Людоед отложил очередной лист из большой стопки в маленькую, куда складывал уже просмотренные бумаги из той кипы, что была сложена в коробке под одним из столов. Именно за этим столом они втроем и сидели. На соседнем, укрытый Людоедовой черной шинелью, лежал Васнецов.
— Глянь, дебошир очнулся, — проворчал Варяг, посмотрев в его сторону.
— Эй, блаженный, ты как? — спросил Крест.
Николай медленно поднялся и уселся на столе. Огляделся.
— Что со мной было? — пробормотал он, еле разжав слипшиеся губы.
— Приход очередной поймал, — усмехнулся Людоед, покрутив пальцами кончик уса. — Хотел нас всех тут уконтропупить, забрать луноход и махнуть в Москву, в метро.
— Это я помню, — мотнул гудящей головой Васнецов.
— Да? А ты помнишь, что дядю Варяга отоварил баночкой по башке?
— Чем отоварил?
— Ну, стулом. По-флотски это называется «баночка».
— Мы что, в море? — проворчал Николай.
Сквернослов хлопнул Людоеда ладонью по плечу.
— Один-ноль, Ильюха. Он тебя сделал. Ну-ка врежь ему еще раз в отместку.

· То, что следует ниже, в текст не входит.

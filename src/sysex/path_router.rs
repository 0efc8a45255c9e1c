/*! Hierarchical routing for commands whose payload starts with an address such as
  * `/seq/track/mute`, terminated by a zero byte.
  *
  * The tree is static; each leaf names the index of a handler attached to the
  * router. Once a leaf is reached the handler sees the command as if it had been
  * routed to it directly: `Begin` with the command byte, `Continue` for every
  * byte after the terminator, then `End`. */

use super::commands::{CmdState, SysexHandler, TableFull};
use super::encoder::{DisackReason, Responder};
use crate::debugln::debugln;
use heapless::Vec;
use parse_midi::Cable;

pub const MAX_SEGMENT_LEN: usize = 16;

#[derive(Debug, Clone, Copy)]
pub enum PathNode<'a> {
	Branch(&'a str, &'a [PathNode<'a>]),
	Leaf(&'a str, usize),
}

impl<'a> PathNode<'a> {
	fn segment(&self) -> &'a str {
		match self {
			PathNode::Branch(segment, _) => *segment,
			PathNode::Leaf(segment, _) => *segment,
		}
	}
}

enum Route<'a> {
	Idle,
	Walking { command: u8, level: &'a [PathNode<'a>], segment: Vec<u8, MAX_SEGMENT_LEN> },
	Routed(usize),
}

pub struct PathRouter<'a, const N: usize> {
	tree: &'a [PathNode<'a>],
	leaves: Vec<&'a mut dyn SysexHandler, N>,
	routes: [Route<'a>; Cable::COUNT],
}

impl<'a, const N: usize> PathRouter<'a, N> {
	pub fn new(tree: &'a [PathNode<'a>]) -> PathRouter<'a, N> {
		PathRouter {
			tree,
			leaves: Vec::new(),
			routes: core::array::from_fn(|_| Route::Idle),
		}
	}

	/** Handlers are numbered in the order they are attached, starting at 0. */
	pub fn attach(&mut self, handler: &'a mut dyn SysexHandler) -> Result<usize, TableFull> {
		let index = self.leaves.len();
		self.leaves.push(handler).map_err(|_| TableFull)?;
		Ok(index)
	}

	/** Looks up `segment` on `level`; `leaf` selects what kind of node must be found. */
	fn lookup(level: &'a [PathNode<'a>], segment: &[u8], leaf: bool) -> Option<PathNode<'a>> {
		level.iter()
			.find(|node| node.segment().as_bytes() == segment && matches!(node, PathNode::Leaf(..)) == leaf)
			.copied()
	}

	fn walk(&mut self, cable: Cable, byte: u8, reply: &mut Responder) -> Result<(), DisackReason> {
		let slot = cable.index() as usize;
		let (command, level, segment) = match &mut self.routes[slot] {
			Route::Walking { command, level, segment } => (*command, *level, segment),
			_ => return Ok(()),
		};

		match byte {
			b'/' => {
				if segment.is_empty() {
					return Ok(()); // leading or doubled separator
				}
				match Self::lookup(level, segment, false) {
					Some(PathNode::Branch(_, children)) => {
						self.routes[slot] = Route::Walking { command, level: children, segment: Vec::new() };
						Ok(())
					}
					_ => Err(DisackReason::InvalidCommand),
				}
			}
			0x00 => {
				let index = match Self::lookup(level, segment, true) {
					Some(PathNode::Leaf(_, index)) if index < self.leaves.len() => index,
					_ => return Err(DisackReason::InvalidCommand),
				};
				self.routes[slot] = Route::Routed(index);
				self.leaves[index].command(cable, CmdState::Begin, command, reply)
			}
			_ => segment.push(byte).map_err(|_| DisackReason::InvalidCommand),
		}
	}
}

impl<const N: usize> SysexHandler for PathRouter<'_, N> {
	fn command(&mut self, cable: Cable, state: CmdState, byte: u8, reply: &mut Responder) -> Result<(), DisackReason> {
		let slot = cable.index() as usize;

		let result = match (state, &self.routes[slot]) {
			(CmdState::Begin, _) => {
				self.routes[slot] = Route::Walking { command: byte, level: self.tree, segment: Vec::new() };
				Ok(())
			}
			(CmdState::Continue, Route::Walking { .. }) => self.walk(cable, byte, reply),
			(CmdState::Continue, Route::Routed(index)) => {
				let index = *index;
				self.leaves[index].command(cable, state, byte, reply)
			}
			(CmdState::End, Route::Walking { .. }) => Err(DisackReason::LessBytesThanExpected),
			(CmdState::End, Route::Routed(index)) => {
				let index = *index;
				self.routes[slot] = Route::Idle;
				self.leaves[index].command(cable, state, byte, reply)
			}
			(_, Route::Idle) => Ok(()),
		};

		if let Err(reason) = result {
			debugln!("sysex: path routing on cable {} failed: {:?}", cable.index(), reason);
			self.routes[slot] = Route::Idle;
		}
		result
	}

	fn aborted(&mut self, cable: Cable) {
		let slot = cable.index() as usize;
		if let Route::Routed(index) = self.routes[slot] {
			self.leaves[index].aborted(cable);
		}
		self.routes[slot] = Route::Idle;
	}
}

— Да ладно тебе, Славик, глумиться. Грешно над юродивыми-то, — хмыкнул Яхонтов.
— Ты со мной что сделал, я не пойму? — продолжал кряхтеть и ворчать Николай.
— Ну, прописал тебе нормального такого армейского «лося» в лоб. Вижу, помогло. — Крест подмигнул.
— Что еще… Это был гипноз?
— Типа того. Понравилось? Еще фокус какой выкинешь, я так наколдую, что в штаны ссаться будешь во сне.
— Что ты говорил про врага морлоков? А?
— Ты ведь в метро хотел. К папке. Если оборотень это он, конечно. Только вот морлоки эти никого и ничего не боятся. Даже пси-волки их боятся, а морлоки волков — нет. Но вот оборотень вселяет в них ужас. И истребляет систематически. А тут такой им подарок. Ты же недоморлоченый морлок, а ну как омразеешь?
— Ну, сказанул так сказанул, — хмыкнул Варяг, потирая лоб.
— Ну? — продолжал Людоед. — Он же вообще неуязвимый, как ломом подпоясанный. А тут появится его сын в метро. И все. Морлоки тебя в оборот возьмут и одолеют его, потому как ты его ахиллесова пята. Сечешь?
— Н-да… — вздохнул Николай. — Понимаю.
— Ну вот и молодец. И еще не забывай, что твоя встреча с отцом не будет иметь никакого значения, если ХАРП сделает свое черное дело. Главного не забывай. Да и не факт ведь, что он твой отец.
— Это почему? — нахмурился Васнецов.
— Я через несколько лет после ядрены в метро оказался. А уже тогда там легенды ходили про какого-то амбала в скафандре, который замесы учинял в подземелье. А отец твой семь лет тому назад ушел. Верно? Конечно, амбала того я не встречал, да и вообще мало кто видел. Он вроде если и был, то исчез в начале. Но легенды ходили. А потом, некоторое время назад, появился оборотень. Один в один подходил под описание. И я с ним столкнулся. Я рассказывал, если ты помнишь. Неувязочка, Коля.